### RECORDS FOR THE TASK
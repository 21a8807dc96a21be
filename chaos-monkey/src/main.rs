// TOS Chaos Monkey Demo
//
// Purpose: Run the monkey against an in-memory ledger and check that random
// deposits, withdrawals and transfers never break supply conservation.
//
// Features:
// - Seeded, replayable runs (seed printed at start)
// - JSON config file with CLI overrides
// - Per-behaviour summary at the end of the run
//
// Usage:
//   cargo run --bin tos-chaos-monkey -- --seed 42 --speed-ms 20 --duration-secs 5

use anyhow::{Context, Result};
use clap::Parser;
use log::info;
use parking_lot::Mutex;
use std::collections::BTreeMap;
use std::path::PathBuf;
use std::sync::atomic::{AtomicI64, Ordering};
use std::sync::Arc;
use std::time::{Duration, Instant};

use tos_chaos_monkey::arbitrary::{action, ActionContext};
use tos_chaos_monkey::orchestrator::parse_seed;
use tos_chaos_monkey::registry::BehaviourOptions;
use tos_chaos_monkey::report::{LogSink, ReportSink, TickReport};
use tos_chaos_monkey::{ChaosMonkey, MonkeyConfig, Seed};

// ============================================================================
// CLI Arguments
// ============================================================================

#[derive(Parser, Debug)]
#[command(name = "tos-chaos-monkey")]
#[command(about = "Run seeded random operations against an in-memory ledger", long_about = None)]
struct Args {
    /// Seed to run (decimal or 0x-prefixed hex), random when omitted
    #[arg(short, long, value_parser = parse_seed)]
    seed: Option<Seed>,

    /// Milliseconds between ticks
    #[arg(long)]
    speed_ms: Option<u64>,

    /// How long to run, in seconds
    #[arg(short, long, default_value_t = 3)]
    duration_secs: u64,

    /// Locale tag actions are bound to
    #[arg(short, long)]
    locale: Option<String>,

    /// JSON config file, CLI flags take precedence
    #[arg(short, long)]
    config: Option<PathBuf>,

    /// Enable debug logging
    #[arg(short, long, default_value_t = false)]
    verbose: bool,
}

// ============================================================================
// Ledger
// ============================================================================

const ACCOUNTS: [&str; 4] = ["alice", "bob", "carol", "dave"];
const INITIAL_BALANCE: u64 = 10_000;
const MAX_AMOUNT: u64 = 2_500;

/// Result of one ledger operation
#[derive(Debug, Clone)]
struct Receipt {
    amount: u64,
}

struct Ledger {
    balances: Mutex<BTreeMap<&'static str, u64>>,
    // Deposits minus withdrawals since genesis
    net_issued: AtomicI64,
}

impl Ledger {
    fn new() -> Self {
        Self {
            balances: Mutex::new(ACCOUNTS.iter().map(|a| (*a, INITIAL_BALANCE)).collect()),
            net_issued: AtomicI64::new(0),
        }
    }

    fn deposit(&self, account: &'static str, amount: u64) -> Result<Receipt> {
        let mut balances = self.balances.lock();
        let balance = balances
            .get_mut(account)
            .with_context(|| format!("Unknown account {}", account))?;
        *balance += amount;
        self.net_issued.fetch_add(amount as i64, Ordering::SeqCst);
        Ok(Receipt { amount })
    }

    fn withdraw(&self, account: &'static str, amount: u64) -> Result<Receipt> {
        let mut balances = self.balances.lock();
        let balance = balances
            .get_mut(account)
            .with_context(|| format!("Unknown account {}", account))?;
        if *balance < amount {
            anyhow::bail!(
                "Insufficient funds: {} has {}, needs {}",
                account,
                balance,
                amount
            );
        }
        *balance -= amount;
        self.net_issued.fetch_sub(amount as i64, Ordering::SeqCst);
        Ok(Receipt { amount })
    }

    fn transfer(&self, from: &'static str, to: &'static str, amount: u64) -> Result<Receipt> {
        let mut balances = self.balances.lock();
        let available = balances.get(from).copied().unwrap_or(0);
        if available < amount {
            anyhow::bail!("Insufficient funds: {} has {}, needs {}", from, available, amount);
        }
        if !balances.contains_key(to) {
            anyhow::bail!("Unknown account {}", to);
        }
        *balances.entry(from).or_default() -= amount;
        *balances.entry(to).or_default() += amount;
        Ok(Receipt { amount })
    }

    fn check_supply(&self) -> Result<()> {
        let balances = self.balances.lock();
        let total: u64 = balances.values().sum();
        let expected = INITIAL_BALANCE as i64 * ACCOUNTS.len() as i64
            + self.net_issued.load(Ordering::SeqCst);
        anyhow::ensure!(
            total as i64 == expected,
            "Supply mismatch: balances sum to {}, expected {}",
            total,
            expected
        );
        Ok(())
    }
}

fn pick_account(ctx: &ActionContext<'_>) -> &'static str {
    ACCOUNTS[ctx.rng.pick_index(ACCOUNTS.len()).unwrap_or(0)]
}

fn pick_amount(ctx: &ActionContext<'_>) -> u64 {
    ctx.rng.gen_range_u64(1, MAX_AMOUNT + 1).unwrap_or(1)
}

// ============================================================================
// Summary
// ============================================================================

#[derive(Debug, Default, Clone, Copy)]
struct Tally {
    completed: u64,
    failed: u64,
    volume: u64,
}

/// Logs every report and tallies outcomes per behaviour
#[derive(Default)]
struct SummarySink {
    tallies: Mutex<BTreeMap<String, Tally>>,
}

impl ReportSink<Receipt> for SummarySink {
    fn report(&self, report: TickReport<Receipt>) {
        {
            let mut tallies = self.tallies.lock();
            let tally = tallies
                .entry(report.behaviour.clone().unwrap_or_default())
                .or_default();
            match &report.outcome {
                Ok(receipt) => {
                    tally.completed += 1;
                    tally.volume += receipt.amount;
                }
                Err(_) => tally.failed += 1,
            }
        }
        LogSink.report(report);
    }
}

impl SummarySink {
    fn print_summary(&self, seed: Seed, ticks: u64, elapsed: Duration) {
        println!("\n{}", "=".repeat(70));
        println!("CHAOS MONKEY SUMMARY");
        println!("{}", "=".repeat(70));
        println!("Seed:           {}", seed);
        println!("Ticks:          {}", ticks);
        println!("Duration:       {:?}", elapsed);
        for (name, tally) in self.tallies.lock().iter() {
            println!(
                "  {:<10} completed={:<6} failed={:<6} volume={}",
                name, tally.completed, tally.failed, tally.volume
            );
        }
        println!("{}", "=".repeat(70));
    }
}

// ============================================================================
// Main
// ============================================================================

#[tokio::main]
async fn main() -> Result<()> {
    let args = Args::parse();

    // Initialize logging
    let log_level = if args.verbose {
        log::LevelFilter::Debug
    } else {
        log::LevelFilter::Info
    };

    env_logger::Builder::from_default_env()
        .filter_level(log_level)
        .format_timestamp_millis()
        .init();

    let mut config = match &args.config {
        Some(path) => MonkeyConfig::load(path)?,
        None => MonkeyConfig::default(),
    };
    if let Some(seed) = args.seed {
        config.seed = Some(u32::from(seed) as u64);
    }
    if let Some(speed_ms) = args.speed_ms {
        config.speed_ms = speed_ms;
    }
    if let Some(locale) = &args.locale {
        config.locale = locale.clone();
    }

    let sink = Arc::new(SummarySink::default());
    let ledger = Arc::new(Ledger::new());

    let monkey: ChaosMonkey<Receipt> = ChaosMonkey::builder()
        .with_config(&config)?
        .sink(sink.clone())
        .post_do({
            let ledger = ledger.clone();
            move |_: &Receipt| ledger.check_supply()
        })
        .build()?;

    info!("TOS Chaos Monkey");
    info!("================");
    info!("  Seed:     {}", monkey.seed());
    info!("  Speed:    {:?}", monkey.speed());
    info!("  Locale:   {}", monkey.locale());
    info!("  Duration: {}s", args.duration_secs);

    register_ledger_behaviours(&monkey, &ledger)?;

    let started = Instant::now();
    monkey.start()?;
    tokio::time::sleep(Duration::from_secs(args.duration_secs)).await;
    monkey.stop();
    monkey.drain().await;

    ledger.check_supply().context("Ledger broken at the end of the run")?;
    sink.print_summary(monkey.seed(), monkey.ticks(), started.elapsed());
    Ok(())
}

fn supply_check(ledger: &Arc<Ledger>) -> impl Fn(&Receipt) -> Result<()> + Send + Sync + 'static {
    let ledger = ledger.clone();
    move |_: &Receipt| ledger.check_supply()
}

fn register_ledger_behaviours(monkey: &ChaosMonkey<Receipt>, ledger: &Arc<Ledger>) -> Result<()> {
    let target = ledger.clone();
    monkey.behaviour(
        "deposit",
        action(move |ctx: &ActionContext<'_>| {
            let (account, amount) = (pick_account(ctx), pick_amount(ctx));
            let ledger = target.clone();
            async move {
                tokio::task::yield_now().await;
                ledger.deposit(account, amount)
            }
        }),
        BehaviourOptions::new().postcondition(supply_check(ledger)),
    )?;

    let target = ledger.clone();
    monkey.behaviour(
        "withdraw",
        action(move |ctx: &ActionContext<'_>| {
            let (account, amount) = (pick_account(ctx), pick_amount(ctx));
            let ledger = target.clone();
            async move {
                tokio::task::yield_now().await;
                ledger.withdraw(account, amount)
            }
        }),
        BehaviourOptions::new().postcondition(supply_check(ledger)),
    )?;

    let target = ledger.clone();
    let guard = ledger.clone();
    monkey.behaviour(
        "transfer",
        action(move |ctx: &ActionContext<'_>| {
            let (from, to, amount) = (pick_account(ctx), pick_account(ctx), pick_amount(ctx));
            let ledger = target.clone();
            async move {
                tokio::task::yield_now().await;
                ledger.transfer(from, to, amount)
            }
        }),
        BehaviourOptions::new()
            .precondition(move || guard.check_supply())
            .postcondition(supply_check(ledger)),
    )?;

    Ok(())
}
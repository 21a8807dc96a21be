//! # TOS Chaos Monkey
//!
//! Seeded randomized-action scheduler for exploratory and stress testing.
//!
//! Callers register named behaviours (an action generator plus optional
//! pre/post checks). On every tick the monkey draws one behaviour uniformly
//! from a seeded engine, runs its checks around the asynchronous execution
//! and reports the outcome. The seed is printed at start so any failing run
//! can be replayed.
//!
//! ## Quick Start
//!
//! ```rust,ignore
//! use tos_chaos_monkey::prelude::*;
//!
//! #[tokio::test(start_paused = true)]
//! async fn test_queue_under_chaos() {
//!     let monkey: ChaosMonkey<usize> = ChaosMonkey::builder()
//!         .seed(Seed::new(42))
//!         .speed_ms(5)
//!         .build()
//!         .unwrap();
//!
//!     monkey
//!         .behaviour("push", action(|_: &ActionContext<'_>| async { Ok(1) }), BehaviourOptions::new())
//!         .unwrap();
//!
//!     monkey.start().unwrap();
//!     tokio::time::sleep(Duration::from_millis(100)).await;
//!     monkey.stop();
//!     monkey.drain().await;
//! }
//! ```
//!
//! ## Determinism
//!
//! 1. **One engine**: selection and every draw made while binding actions
//!    share a single seeded source
//! 2. **Canonical order**: behaviours are drawn from their sorted name set
//! 3. **Replay**: `TOS_MONKEY_SEED` or [`ChaosMonkey::replay`] restore a run

#![warn(missing_docs)]
#![warn(clippy::all)]

/// Action generators and the context they are bound to
pub mod arbitrary;

/// Serializable settings
pub mod config;

/// Error types
pub mod error;

/// Global hooks and per-behaviour checks
pub mod hooks;

/// Seeded engine and tick loop
pub mod orchestrator;

/// Behaviour registry
pub mod registry;

/// Tick reports and their sinks
pub mod report;

/// Uniform behaviour selection
pub mod selector;

// Convenient re-exports for common usage
pub mod prelude;

// Re-export commonly used types at crate root
pub use config::MonkeyConfig;
pub use error::{MonkeyError, MonkeyResult};
pub use orchestrator::{ChaosMonkey, ChaosMonkeyBuilder, RunStatus, Seed, TaskHandle};

/// Crate version
pub const VERSION: &str = env!("CARGO_PKG_VERSION");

### TASK
Please write out, exactly as they appear above, only the lines in the stretch from the line with "#[derive(Debug, Default, Clone, Copy)]" through the line with "env_logger::Builder::from_default_env()".

### WORKED SOLUTION
#[derive(Debug, Default, Clone, Copy)]
struct Tally {
    completed: u64,
    failed: u64,
    volume: u64,
}

/// Logs every report and tallies outcomes per behaviour
#[derive(Default)]
struct SummarySink {
    tallies: Mutex<BTreeMap<String, Tally>>,
}

impl ReportSink<Receipt> for SummarySink {
    fn report(&self, report: TickReport<Receipt>) {
        {
            let mut tallies = self.tallies.lock();
            let tally = tallies
                .entry(report.behaviour.clone().unwrap_or_default())
                .or_default();
            match &report.outcome {
                Ok(receipt) => {
                    tally.completed += 1;
                    tally.volume += receipt.amount;
                }
                Err(_) => tally.failed += 1,
            }
        }
        LogSink.report(report);
    }
}

impl SummarySink {
    fn print_summary(&self, seed: Seed, ticks: u64, elapsed: Duration) {
        println!("\n{}", "=".repeat(70));
        println!("CHAOS MONKEY SUMMARY");
        println!("{}", "=".repeat(70));
        println!("Seed:           {}", seed);
        println!("Ticks:          {}", ticks);
        println!("Duration:       {:?}", elapsed);
        for (name, tally) in self.tallies.lock().iter() {
            println!(
                "  {:<10} completed={:<6} failed={:<6} volume={}",
                name, tally.completed, tally.failed, tally.volume
            );
        }
        println!("{}", "=".repeat(70));
    }
}

// ============================================================================
// Main
// ============================================================================

#[tokio::main]
async fn main() -> Result<()> {
    let args = Args::parse();

    // Initialize logging
    let log_level = if args.verbose {
        log::LevelFilter::Debug
    } else {
        log::LevelFilter::Info
    };

    env_logger::Builder::from_default_env()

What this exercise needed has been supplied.